===== Listed entries =====

//! Angular sectors rooted at a point, bounded by the rays toward two other points.
//!
//! Sectors are taken to be the smaller (< π) of the two angles between the bounding rays.
//! Testing only "which side of each bounding line" also accepts the mirrored cone behind
//! the root, so membership additionally requires the point to lie ahead of the root along
//! the sector's bisector.

use super::point::Point;

#[derive(Debug, Copy, Clone, PartialEq)]
pub struct Sector {
    pub root: Point,
    pub left: Point,
    pub right: Point,
}

impl Sector {
    pub fn new(root: Point, left: Point, right: Point) -> Self {
        Sector { root, left, right }
    }

    fn arms(&self) -> (Point, Point) {
        (self.left - self.root, self.right - self.root)
    }

    /// Opening angle in radians, in `[0, π]`.
    pub fn angle(&self) -> f64 {
        let (u, w) = self.arms();
        u.cross(&w).abs().atan2(u.dot(&w))
    }

    /// Closed membership: points on either bounding ray count.
    pub fn contains(&self, p: &Point) -> bool {
        self.test(p, false)
    }

    /// Open membership: points on the bounding rays (or at the root) don't count.
    pub fn contains_strictly(&self, p: &Point) -> bool {
        self.test(p, true)
    }

    fn test(&self, p: &Point, strict: bool) -> bool {
        let (u, w) = self.arms();
        let v = *p - self.root;
        let ahead = v.dot(&(u + w)) > 0.;
        if !ahead {
            return false;
        }
        // Orient so that `u → w` turns counter-clockwise.
        let turn = u.cross(&w);
        let (a, b) = if turn >= 0. {
            (u.cross(&v), v.cross(&w))
        } else {
            (v.cross(&u), w.cross(&v))
        };
        if strict {
            a > 0. && b > 0.
        } else {
            a >= 0. && b >= 0.
        }
    }
}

=====

▶ _Assignment_
Beginning at the line above with "use super::point::Point;" and finishing at the line with "Orient so that", return each line exactly and return nothing else.

▶ _Response area_
use super::point::Point;

#[derive(Debug, Copy, Clone, PartialEq)]
pub struct Sector {
    pub root: Point,
    pub left: Point,
    pub right: Point,
}

impl Sector {
    pub fn new(root: Point, left: Point, right: Point) -> Self {
        Sector { root, left, right }
    }

    fn arms(&self) -> (Point, Point) {
        (self.left - self.root, self.right - self.root)
    }

    /// Opening angle in radians, in `[0, π]`.
    pub fn angle(&self) -> f64 {
        let (u, w) = self.arms();
        u.cross(&w).abs().atan2(u.dot(&w))
    }

    /// Closed membership: points on either bounding ray count.
    pub fn contains(&self, p: &Point) -> bool {
        self.test(p, false)
    }

    /// Open membership: points on the bounding rays (or at the root) don't count.
    pub fn contains_strictly(&self, p: &Point) -> bool {
        self.test(p, true)
    }

    fn test(&self, p: &Point, strict: bool) -> bool {
        let (u, w) = self.arms();
        let v = *p - self.root;
        let ahead = v.dot(&(u + w)) > 0.;
        if !ahead {
            return false;
        }
        // Orient so that `u → w` turns counter-clockwise.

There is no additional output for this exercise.